Specifically, a timing chart of writing the frame WF in the ultralow frequency drive mode will be described. Fig. 6 is a timing diagram of a write frame WF in the corresponding ultra low frequency driving mode according to an embodiment of the present invention; the operation principle of the light emitting stage P4 in the ultra low frequency driving mode corresponding to the sub-pixel SP shown in fig. 3 will be described with reference to the example that the first time duration tfr corresponding to the write frame WF is the base frequency f3 of the second scan signal Pscan2 is 16Hz, the driving transistor Tdr, the first reset transistor Ti1, the second reset transistor Ti2, the data transistor Tda, the first switching transistor Ts1, and the second switching transistor Ts2 are P-type transistors, and the compensation transistor Tc and the third reset transistor Ti3 are N-type transistors. The light-emitting phase P4 includes a first light-emitting sub-phase P41, a first non-light-emitting sub-phase P42, a second light-emitting sub-phase P43, a second non-light-emitting sub-phase P44, a third light-emitting sub-phase P45, a third non-light-emitting sub-phase P46, and a fourth light-emitting sub-phase P47.

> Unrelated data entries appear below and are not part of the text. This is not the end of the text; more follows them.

// ============================================
// File: crates/toon-core/src/token/array.rs
// ============================================
//! # Array Token Groups
//!
//! ## Creation Reason
//! The flat token format has no nesting; repeated sub-structures
//! (command lists) are encoded as `PREFIX[idx].FIELD` tokens plus a
//! trailing `PREFIX_COUNT` scalar.
//!
//! ## Decoding Contract
//! Indices are grouped and returned in ascending order. Gaps are NOT
//! filled: a sparse sequence silently compacts. The server may rely on
//! this leniency; receivers that care about positions must carry an
//! explicit id field per element instead.
//!
//! ## Last Modified
//! v0.1.0 - Initial array group codec

use std::collections::BTreeMap;

use crate::token::TokenMap;

/// Splits an array-group key `PREFIX[idx].FIELD` into its parts.
///
/// Returns `None` for keys that do not match the shape.
fn split_array_key(key: &str) -> Option<(&str, usize, &str)> {
    let open = key.find('[')?;
    let rest = &key[open + 1..];
    let close = rest.find("].")?;
    let idx: usize = rest[..close].parse().ok()?;
    let field = &rest[close + 2..];
    if open == 0 || field.is_empty() {
        return None;
    }
    Some((&key[..open], idx, field))
}

/// Decodes an array token group into an ordered sequence of
/// field-mappings.
///
/// Scans every key of shape `PREFIX[idx].FIELD`, groups by `idx`, and
/// returns the groups in ascending index order. Sparse indices compact;
/// the `PREFIX_COUNT` scalar, if present, is informational only.
#[must_use]
pub fn decode_array(tokens: &TokenMap, prefix: &str) -> Vec<TokenMap> {
    let mut buckets: BTreeMap<usize, TokenMap> = BTreeMap::new();
    for (key, value) in tokens.iter() {
        let Some((p, idx, field)) = split_array_key(key) else {
            continue;
        };
        if p != prefix {
            continue;
        }
        buckets.entry(idx).or_default().insert(field, value);
    }
    buckets.into_values().collect()
}

/// Encodes an ordered sequence of field-mappings as an array token
/// group: `PREFIX[idx].FIELD` per field plus a `PREFIX_COUNT` scalar.
#[must_use]
pub fn encode_array(items: &[TokenMap], prefix: &str) -> TokenMap {
    let mut out = TokenMap::new();
    for (idx, item) in items.iter().enumerate() {
        for (field, value) in item.iter() {
            out.insert(format!("{prefix}[{idx}].{field}"), value);
        }
    }
    out.insert(format!("{prefix}_COUNT"), items.len().to_string());
    out
}

// ============================================
// Tests
// ============================================

#[cfg(test)]
mod tests {
    use super::*;

    fn cmd(id: &str, kind: &str) -> TokenMap {
        let mut t = TokenMap::new();
        t.insert("CMD1", id);
        t.insert("CMD2", kind);
        t
    }

    #[test]
    fn test_array_roundtrip() {
        let items = vec![cmd("c-1", "RESTART"), cmd("c-2", "FETCH_LOGS")];
        let encoded = encode_array(&items, "CMD");

        assert_eq!(encoded.get("CMD_COUNT"), Some("2"));
        assert_eq!(encoded.get("CMD[0].CMD1"), Some("c-1"));
        assert_eq!(encoded.get("CMD[1].CMD2"), Some("FETCH_LOGS"));

        let decoded = decode_array(&encoded, "CMD");
        assert_eq!(decoded, items);
    }

    #[test]
    fn test_empty_sequence() {
        let encoded = encode_array(&[], "CMD");
        assert_eq!(encoded.get("CMD_COUNT"), Some("0"));
        assert!(decode_array(&encoded, "CMD").is_empty());
    }

    #[test]
    fn test_sparse_indices_compact() {
        // Holes in the index space compact silently; ordering by index
        // is preserved.
        let mut tokens = TokenMap::new();
        tokens.insert("CMD[4].CMD1", "late");
        tokens.insert("CMD[0].CMD1", "early");
        tokens.insert("CMD_COUNT", "5");

        let decoded = decode_array(&tokens, "CMD");
        assert_eq!(decoded.len(), 2);
        assert_eq!(decoded[0].get("CMD1"), Some("early"));
        assert_eq!(decoded[1].get("CMD1"), Some("late"));
    }

    #[test]
    fn test_prefix_isolation() {
        let mut tokens = TokenMap::new();
        tokens.insert("CMD[0].CMD1", "cmd");
        tokens.insert("EVT[0].CMD1", "evt");

        let decoded = decode_array(&tokens, "CMD");
        assert_eq!(decoded.len(), 1);
        assert_eq!(decoded[0].get("CMD1"), Some("cmd"));
    }

    #[test]
    fn test_malformed_keys_skipped() {
        let mut tokens = TokenMap::new();
        tokens.insert("CMD[x].CMD1", "bad index");
        tokens.insert("CMD[0]CMD1", "missing dot");
        tokens.insert("CMD[0].", "empty field");
        tokens.insert("[0].CMD1", "empty prefix");
        assert!(decode_array(&tokens, "CMD").is_empty());
    }
}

In the first, second, third and fourth emission sub-phases P41, P43, P45, P47: the emission control signal EM, the third scanning signal Nscan1, and the fourth scanning signal Nscan2 all correspond to a low level state, the first scanning signal Pscan1 and the second scanning signal Pscan2 all correspond to a high level state, the first switching transistor Ts1 and the second switching transistor Ts2 are both turned on in response to the emission control signal EM, the driving transistor Tdr is maintained to be turned on by the storage capacitor Cst, and a driving current generated by the driving transistor Tdr according to the Data signal Data flows in a path between the first power source terminal VDD and the second power source terminal VSS to cause the light emitting device D to emit light.

In the first, second and third non-emitting sub-phases P42, P44, P46: the emission control signal EM and the second scan signal Pscan2 both correspond to a high state, the third scan signal Nscan1 and the fourth scan signal Nscan2 both correspond to a low state, and the first scan signal Pscan1 has a low state with a certain duration within a duration in which the emission control signal EM corresponds to a high state. The first reset transistor Ti1 and the second reset transistor Ti2 are both turned on in response to the first scan signal Pscan1, and the first reset signal VI1 resets the potential of the fourth node N4. The second reset signal VI2 has a higher voltage value to turn on the driving transistor Tdr, and the second reset signal VI2 resets the potentials of the first node N1 and the second node N2.

Table 2 shows potential changes of the first node N1, the second node N2, the third node N3, and the fourth node N4 in the sub-pixel SP in each operating phase in the corresponding high-frequency driving mode.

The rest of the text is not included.